> _INFORMATION_:
● ● ● ● ●
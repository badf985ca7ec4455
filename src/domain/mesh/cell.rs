use smallvec::SmallVec;
use std::fmt;

/// Integer coordinate used for every bound in the mesh
pub type Coord = i64;

/// Index of the horizontal dimension
pub const X_DIM: usize = 0;
/// Index of the vertical dimension
pub const Y_DIM: usize = 1;

/// Face indices of a 2D `Cell`
///
/// Face `2 * dim` is the lower ("from") bound of `dim`, face `2 * dim + 1` is its upper ("to") bound:
/// ```text
///               UP (2)
///          +-------------+
///          |             |
///  LEFT (0)|             |RIGHT (1)
///          |             |
///          +-------------+
///              DOWN (3)
/// ```
pub const LEFT: usize = 0;
pub const RIGHT: usize = 1;
pub const UP: usize = 2;
pub const DOWN: usize = 3;

/// Dimension that a face bounds
pub const fn face_dim(face: usize) -> usize {
    face >> 1
}

/// The face on the other side of the same dimension
pub const fn opposite_face(face: usize) -> usize {
    face ^ 1
}

/// Is this a lower ("from") face
pub const fn is_from_face(face: usize) -> bool {
    face % 2 == 0
}

type Bounds = SmallVec<[Coord; 4]>;

/// An axis-aligned box with an arbitrary number of dimensions.
///
/// A `Cell` with zero extent in some dimension is degenerate: 2D meshes use those to represent
/// edges (one zero extent) and vertices (zero extent in both dimensions) alongside the solid elements.
#[derive(Debug, Clone)]
pub struct Cell {
    bounds: Bounds,
    backup: Option<Bounds>,
}

impl Cell {
    /// A cell with all bounds at the origin
    pub fn new(dims: usize) -> Self {
        assert!(dims > 0, "Cells must have at least one dimension!");
        Self {
            bounds: SmallVec::from_elem(0, dims * 2),
            backup: None,
        }
    }

    /// A 2D cell spanning `[left, right] x [up, down]`
    pub fn new_2d(left: Coord, right: Coord, up: Coord, down: Coord) -> Self {
        Self::from_bounds(&[left, right, up, down])
    }

    /// A 2D point-like cell
    pub fn vertex(x: Coord, y: Coord) -> Self {
        Self::new_2d(x, x, y, y)
    }

    /// Build a cell from a list of `[from_0, to_0, from_1, to_1, ...]` bounds
    pub fn from_bounds(bounds: &[Coord]) -> Self {
        assert!(
            !bounds.is_empty() && bounds.len() % 2 == 0,
            "Cell bounds must come in (from, to) pairs; got {} values!",
            bounds.len()
        );
        for dim in 0..bounds.len() / 2 {
            assert!(
                bounds[2 * dim] <= bounds[2 * dim + 1],
                "Cell bound 'from' must not exceed 'to' (dim {}: {} > {})!",
                dim,
                bounds[2 * dim],
                bounds[2 * dim + 1]
            );
        }

        Self {
            bounds: SmallVec::from_slice(bounds),
            backup: None,
        }
    }

    pub fn dim_count(&self) -> usize {
        self.bounds.len() / 2
    }

    pub fn face_count(&self) -> usize {
        self.bounds.len()
    }

    pub fn bounds(&self) -> &[Coord] {
        &self.bounds
    }

    #[inline]
    pub fn from(&self, dim: usize) -> Coord {
        self.bounds[2 * dim]
    }

    #[inline]
    pub fn to(&self, dim: usize) -> Coord {
        self.bounds[2 * dim + 1]
    }

    #[inline]
    pub fn bound(&self, face: usize) -> Coord {
        self.bounds[face]
    }

    pub fn left(&self) -> Coord {
        self.bounds[LEFT]
    }

    pub fn right(&self) -> Coord {
        self.bounds[RIGHT]
    }

    pub fn up(&self) -> Coord {
        self.bounds[UP]
    }

    pub fn down(&self) -> Coord {
        self.bounds[DOWN]
    }

    pub fn set_bounds(&mut self, dim: usize, from: Coord, to: Coord) {
        assert!(
            from <= to,
            "Cannot set bounds of dim {} to [{}, {}]; 'from' exceeds 'to'!",
            dim,
            from,
            to
        );
        self.bounds[2 * dim] = from;
        self.bounds[2 * dim + 1] = to;
    }

    pub fn size(&self, dim: usize) -> Coord {
        self.to(dim) - self.from(dim)
    }

    /// Midpoint of a dimension (rounded towards negative infinity)
    pub fn middle(&self, dim: usize) -> Coord {
        (self.from(dim) + self.to(dim)).div_euclid(2)
    }

    pub fn is_degenerate(&self, dim: usize) -> bool {
        self.size(dim) == 0
    }

    /// Zero extent in every dimension
    pub fn is_point(&self) -> bool {
        (0..self.dim_count()).all(|dim| self.is_degenerate(dim))
    }

    /// A true solid cell: nonzero extent in every dimension
    pub fn non_empty(&self) -> bool {
        (0..self.dim_count()).all(|dim| !self.is_degenerate(dim))
    }

    /// Is every interval of this cell within the corresponding interval of `outer` (non-strict)
    pub fn contained_in(&self, outer: &Cell) -> bool {
        debug_assert_eq!(self.dim_count(), outer.dim_count());
        (0..self.dim_count())
            .all(|dim| outer.from(dim) <= self.from(dim) && self.to(dim) <= outer.to(dim))
    }

    /// Do the two cells share a region of positive measure
    ///
    /// Touching cells (sharing only a boundary) do not overlap
    pub fn overlaps(&self, other: &Cell) -> bool {
        debug_assert_eq!(self.dim_count(), other.dim_count());
        (0..self.dim_count()).all(|dim| self.overlapping_extent(other, dim) > 0)
    }

    /// Length of the intersection of both cells' intervals in `dim` (zero if disjoint)
    pub fn overlapping_extent(&self, other: &Cell, dim: usize) -> Coord {
        let from = self.from(dim).max(other.from(dim));
        let to = self.to(dim).min(other.to(dim));
        (to - from).max(0)
    }

    /// Split into two cells along `dim` at `coord`
    ///
    /// Both halves must have positive extent in `dim`
    pub fn split(&self, dim: usize, coord: Coord) -> [Cell; 2] {
        assert!(
            self.from(dim) < coord && coord < self.to(dim),
            "Cannot split Cell [{}] along dim {} at {}; both parts must have positive extent!",
            self,
            dim,
            coord
        );

        let mut first = self.geometry();
        let mut second = self.geometry();
        first.set_bounds(dim, self.from(dim), coord);
        second.set_bounds(dim, coord, self.to(dim));

        [first, second]
    }

    pub fn split_halves(&self, dim: usize) -> [Cell; 2] {
        self.split(dim, self.middle(dim))
    }

    /// Split into three parts along `dim` at the 1/3 and 2/3 points
    pub fn split_thirds(&self, dim: usize) -> [Cell; 3] {
        let from = self.from(dim);
        let size = self.size(dim);
        let [first, rest] = self.split(dim, from + size / 3);
        let [second, third] = rest.split(dim, from + 2 * size / 3);

        [first, second, third]
    }

    /// Multiply every bound by `factor`
    pub fn scale(&mut self, factor: Coord) {
        for bound in self.bounds.iter_mut() {
            *bound *= factor;
        }
    }

    /// Move one face outwards by `delta` (inwards for negative `delta`)
    pub fn spread(&mut self, face: usize, delta: Coord) {
        if is_from_face(face) {
            self.bounds[face] -= delta;
        } else {
            self.bounds[face] += delta;
        }
    }

    /// Move every face outwards by `delta`
    pub fn spread_all(&mut self, delta: Coord) {
        for face in 0..self.face_count() {
            self.spread(face, delta);
        }
    }

    /// A copy with every face moved inwards by `offset`
    pub fn shrunk(&self, offset: Coord) -> Cell {
        let mut inner = self.clone();
        inner.spread_all(-offset);
        inner
    }

    /// Push degenerate dimensions outwards and pull solid dimensions inwards by `delta`
    pub fn pump_or_squeeze(&mut self, delta: Coord) {
        for dim in 0..self.dim_count() {
            let shift = if self.is_degenerate(dim) { delta } else { -delta };
            self.spread(2 * dim, shift);
            self.spread(2 * dim + 1, shift);
        }
    }

    /// Checkpoint the current bounds so they can be restored once by [Cell::restore_bounds]
    pub fn back_up_bounds(&mut self) {
        assert!(
            self.backup.is_none(),
            "Bounds of Cell [{}] have already been backed up!",
            self
        );
        self.backup = Some(self.bounds.clone());
    }

    /// Restore the bounds saved by the last [Cell::back_up_bounds]
    pub fn restore_bounds(&mut self) {
        match self.backup.take() {
            Some(bounds) => self.bounds = bounds,
            None => panic!("Cell [{}] has no backed up bounds to restore!", self),
        }
    }

    pub fn has_backup(&self) -> bool {
        self.backup.is_some()
    }

    /// The bounds saved by the last [Cell::back_up_bounds] (if any)
    pub fn backed_up_bounds(&self) -> Option<&[Coord]> {
        self.backup.as_deref()
    }

    // copy of the bounds without any checkpoint
    fn geometry(&self) -> Self {
        Self {
            bounds: self.bounds.clone(),
            backup: None,
        }
    }
}

impl PartialEq for Cell {
    fn eq(&self, other: &Self) -> bool {
        self.bounds == other.bounds
    }
}

impl Eq for Cell {}

impl fmt::Display for Cell {
    fn fmt(&self, f: &mut fmt::Formatter) -> fmt::Result {
        for (i, bound) in self.bounds.iter().enumerate() {
            if i > 0 {
                write!(f, " ")?;
            }
            write!(f, "{}", bound)?;
        }
        Ok(())
    }
}

#[cfg(test)]
mod tests {
    use super::*;

    fn area(cell: &Cell) -> Coord {
        cell.size(X_DIM) * cell.size(Y_DIM)
    }

    fn assert_partition(parent: &Cell, children: &[Cell]) {
        assert_eq!(children.iter().map(area).sum::<Coord>(), area(parent));
        for (i, a) in children.iter().enumerate() {
            assert!(a.contained_in(parent));
            for b in children.iter().skip(i + 1) {
                assert!(!a.overlaps(b));
            }
        }
    }

    #[test]
    fn split_conserves_area() {
        let cell = Cell::new_2d(0, 12, 4, 10);

        assert_partition(&cell, &cell.split(X_DIM, 5));
        assert_partition(&cell, &cell.split_halves(Y_DIM));
        assert_partition(&cell, &cell.split_thirds(X_DIM));

        let [first, second, third] = cell.split_thirds(X_DIM);
        assert_eq!(first, Cell::new_2d(0, 4, 4, 10));
        assert_eq!(second, Cell::new_2d(4, 8, 4, 10));
        assert_eq!(third, Cell::new_2d(8, 12, 4, 10));
    }

    #[test]
    #[should_panic]
    fn zero_extent_split() {
        Cell::new_2d(0, 4, 0, 4).split(X_DIM, 4);
    }

    #[test]
    #[should_panic]
    fn inverted_bounds() {
        Cell::new_2d(4, 0, 0, 4);
    }

    #[test]
    fn containment() {
        let a = Cell::new_2d(2, 4, 2, 4);
        let b = Cell::new_2d(0, 4, 0, 8);
        let c = Cell::new_2d(0, 16, 0, 16);

        assert!(a.contained_in(&a));
        assert!(a.contained_in(&b) && b.contained_in(&c) && a.contained_in(&c));
        assert!(!c.contained_in(&b));
        assert!(Cell::vertex(4, 4).contained_in(&a));
    }

    #[test]
    fn overlap_is_strict() {
        let a = Cell::new_2d(0, 1, 0, 1);
        let b = Cell::new_2d(1, 2, 0, 1);
        let c = Cell::new_2d(0, 2, 0, 2);

        assert!(!a.overlaps(&b) && !b.overlaps(&a));
        assert!(a.overlaps(&c) && c.overlaps(&a));
        assert!(a.overlaps(&a));

        let edge = Cell::new_2d(0, 2, 1, 1);
        assert!(!edge.overlaps(&edge));
        assert!(!edge.overlaps(&c) && !c.overlaps(&edge));
        assert!(!Cell::vertex(1, 1).overlaps(&Cell::vertex(1, 1)));
    }

    #[test]
    fn overlapping_extent() {
        let a = Cell::new_2d(0, 4, 0, 4);
        let b = Cell::new_2d(2, 8, 4, 6);

        assert_eq!(a.overlapping_extent(&b, X_DIM), 2);
        assert_eq!(a.overlapping_extent(&b, Y_DIM), 0);
        assert_eq!(a.overlapping_extent(&Cell::new_2d(6, 8, 0, 4), X_DIM), 0);
    }

    #[test]
    fn pump_squeeze_and_restore() {
        let mut edge = Cell::new_2d(0, 8, 4, 4);
        edge.back_up_bounds();
        edge.scale(8);
        edge.pump_or_squeeze(2);

        assert_eq!(edge.bounds(), &[2, 62, 30, 34]);

        edge.spread(LEFT, 2);
        assert_eq!(edge.left(), 0);
        edge.spread_all(-1);
        assert_eq!(edge.bounds(), &[1, 61, 31, 33]);

        edge.restore_bounds();
        assert_eq!(edge, Cell::new_2d(0, 8, 4, 4));
        assert!(!edge.has_backup());
    }

    #[test]
    #[should_panic]
    fn restore_without_backup() {
        Cell::new_2d(0, 1, 0, 1).restore_bounds();
    }

    #[test]
    fn degenerate_classification() {
        assert!(Cell::vertex(3, 3).is_point());
        assert!(!Cell::new_2d(0, 2, 3, 3).non_empty());
        assert!(!Cell::new_2d(0, 2, 3, 3).is_point());
        assert!(Cell::new_2d(0, 2, 0, 3).non_empty());
        assert_eq!(face_dim(DOWN), Y_DIM);
        assert_eq!(opposite_face(LEFT), RIGHT);
        assert_eq!(opposite_face(DOWN), UP);
    }

    #[test]
    fn higher_dimensions() {
        let cube = Cell::from_bounds(&[0, 2, 0, 2, 0, 2]);
        let [lower, upper] = cube.split_halves(2);

        assert_eq!(cube.dim_count(), 3);
        assert!(lower.contained_in(&cube) && upper.contained_in(&cube));
        assert!(!lower.overlaps(&upper));
        assert_eq!(lower.to(2), 1);
    }
}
● ● ● ● ●
> _WORK ITEM_:
Search the material for the word "copy" and report how many lines hold it. Add nothing else.

> _EXERCISE OUTPUT_:
2